Through-the-Wall Radar The emergence of new radar technology that uses radio waves to detect movement through walls caused quite a stir when it was brought to public attention several months ago.

The controversy is understandable, as concern over privacy rights continues to rise, and the technology does pose some difficult questions relative to the Fourth Amendment. Body-Worn Cameras The national call for officers to wear cameras has been heard loud and clear by many police agencies.

Recently, the city of Detroit announced that all police officers would soon be outfitted with body cameras, and numerous others agencies have done the same.

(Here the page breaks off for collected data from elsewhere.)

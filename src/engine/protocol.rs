//! Engine response types and stdout parsing
//!
//! Engines are free to print diagnostics around the structured payload, so
//! the payload has to be located before it can be decoded. See
//! [`ResponseFraming`] for the two supported strategies.

use serde::{Deserialize, Serialize};
use std::collections::BTreeMap;

use crate::config::ResponseFraming;
use crate::error::HarnessError;

/// One ranked hit
#[derive(Debug, Clone, PartialEq, Serialize, Deserialize)]
pub struct SearchResult {
    pub label: String,
    /// Higher is more similar
    pub similarity: f32,
    /// Echoed by the engine, kept opaque
    #[serde(default)]
    pub metadata: serde_json::Value,
}

/// Engine-reported timings in milliseconds
#[derive(Debug, Clone, Copy, PartialEq, Default, Serialize, Deserialize)]
pub struct SearchTimings {
    pub search_duration_ms: f64,
    pub sort_duration_ms: f64,
    #[serde(default, skip_serializing_if = "Option::is_none")]
    pub total_duration_ms: Option<f64>,
}

#[derive(Debug, Clone, PartialEq, Serialize, Deserialize)]
pub struct SearchResponse {
    /// Ordered by descending similarity
    pub results: Vec<SearchResult>,
    pub actual_results_count: usize,
    pub timings: SearchTimings,
    #[serde(default, skip_serializing_if = "Option::is_none")]
    pub requested_results_count: Option<usize>,
    #[serde(default, skip_serializing_if = "Option::is_none")]
    pub database_record_count: Option<usize>,
}

impl SearchResponse {
    /// Zero-result sentinel
    pub fn empty() -> Self {
        Self {
            results: vec![],
            actual_results_count: 0,
            timings: SearchTimings::default(),
            requested_results_count: None,
            database_record_count: None,
        }
    }

    pub fn labels(&self) -> Vec<&str> {
        self.results.iter().map(|r| r.label.as_str()).collect()
    }

    pub fn top_similarity(&self) -> Option<f32> {
        self.results.first().map(|r| r.similarity)
    }

    fn check(&self, output: &str) -> Result<(), HarnessError> {
        if self.actual_results_count != self.results.len() {
            return Err(HarnessError::response_parse(
                format!(
                    "actual_results_count is {} but {} results were returned",
                    self.actual_results_count,
                    self.results.len()
                ),
                output,
            ));
        }
        let t = &self.timings;
        let timings = [Some(t.search_duration_ms), Some(t.sort_duration_ms), t.total_duration_ms];
        if timings.iter().flatten().any(|v| !v.is_finite() || *v < 0.0) {
            return Err(HarnessError::response_parse("negative or non-finite timing", output));
        }
        Ok(())
    }
}

/// Extract and validate the search payload from raw stdout
pub fn parse_search_output(
    output: &str,
    framing: &ResponseFraming,
) -> Result<SearchResponse, HarnessError> {
    let response = match framing {
        ResponseFraming::Scan => scan_for_response(output)?,
        ResponseFraming::Delimited { begin, end } => {
            let body = delimited_body(output, begin, end)?;
            serde_json::from_str::<SearchResponse>(body).map_err(|e| {
                HarnessError::response_parse(format!("invalid payload between markers: {}", e), output)
            })?
        }
    };
    response.check(output)?;
    Ok(response)
}

/// Like [`parse_search_output`], but malformed output yields zero results
pub fn parse_search_output_or_empty(output: &str, framing: &ResponseFraming) -> SearchResponse {
    match parse_search_output(output, framing) {
        Ok(response) => response,
        Err(e) => {
            tracing::debug!("Treating unparseable search output as empty: {}", e);
            SearchResponse::empty()
        }
    }
}

/// Decode the first JSON object in `output` that has the response shape
///
/// Text before the object (diagnostic lines) and after it is ignored. Each
/// `{` is tried in turn until one decodes.
fn scan_for_response(output: &str) -> Result<SearchResponse, HarnessError> {
    let mut last_error = None;

    for (start, _) in output.match_indices('{') {
        let mut stream =
            serde_json::Deserializer::from_str(&output[start..]).into_iter::<SearchResponse>();
        match stream.next() {
            Some(Ok(response)) => return Ok(response),
            Some(Err(e)) => {
                last_error.get_or_insert(e);
            }
            None => {}
        }
    }

    let reason = match last_error {
        Some(e) => format!("no decodable response object: {}", e),
        None => "no JSON object in output".to_string(),
    };
    Err(HarnessError::response_parse(reason, output))
}

fn delimited_body<'a>(output: &'a str, begin: &str, end: &str) -> Result<&'a str, HarnessError> {
    let mut offset = 0;
    let mut body_start = None;

    for line in output.split_inclusive('\n') {
        let trimmed = line.trim();
        match body_start {
            None if trimmed == begin => body_start = Some(offset + line.len()),
            Some(start) if trimmed == end => return Ok(&output[start..offset]),
            _ => {}
        }
        offset += line.len();
    }

    let reason = match body_start {
        None => format!("begin marker `{}` not found", begin),
        Some(_) => format!("end marker `{}` not found", end),
    };
    Err(HarnessError::response_parse(reason, output))
}

/// Parse a `key=value` configuration listing, ignoring other lines
pub fn parse_config_listing(output: &str) -> BTreeMap<String, String> {
    output
        .lines()
        .filter_map(|line| line.split_once('='))
        .map(|(k, v)| (k.trim().to_string(), v.trim().to_string()))
        .filter(|(k, _)| !k.is_empty() && !k.contains(char::is_whitespace))
        .collect()
}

  1. Messenger Social media has revolutionised how we communicate.
  2. Social media is here to stay, and we need to think outside the box if we wish to understand this phenomenon, capitalise on its benefits, and prevent or minimise its negative effects in relation to crime and the criminal justice system.
  3. Moriarty 2005 and Pattavina 2004 provide explorations on a range of technologies used by police, courts, and corrections.
  4. This text would be appropriate for law enforcement courses at all levels. The digital transformation of legal persuasion and judgment.
  5. In particular, they consider how the implementation of visual media influences the presentation of evidence and the value of virtual courts and telecommunications to engender the legal process using actual trials as case examples.

Though some members of the law enforcement community have raised concerns over the use of the cameras, they can actually provide a helpful resource to police departments and protect officers from an increasing abundance of false claims of inappropriate behavior or abuse. Beyond that, departments can use the footage to train and practice crisis scenarios, reviewing successful arrests and discovering areas for improvement. Community members and law enforcement officers alike can benefit from police cameras seeing more frequent use.

How Technology is Changing Law Enforcement

Predictive Analytics Criminal elements may have gained a powerful tool in the Internet, but so have law enforcement agencies, with more data available than ever before.

Using software dedicated to providing insight into criminal patterns and all legally warranted personal informationanalysts are able to recognize connections between various activities and cases, even potentially predict where the next threat will emerge. These systems draw from a number of databases simultaneously, which helps law enforcement analyze information coming from mobile telephone service providers, banks, credit card companies, and many other public forms of data.

Once all of the relevant information is gathered, new tools like these allow agencies to share their findings with others around the nation.

  1. The adoption and implementation of technology also directly shapes the policies and practices of the justice system.
  2. Victimisation on social media platforms is not uncommon. How Technology is Changing Law Enforcement The latest high-tech innovations offer benefits and challenges for crime fighters.
  3. Body-Worn Cameras The national call for officers to wear cameras has been heard loud and clear by many police agencies.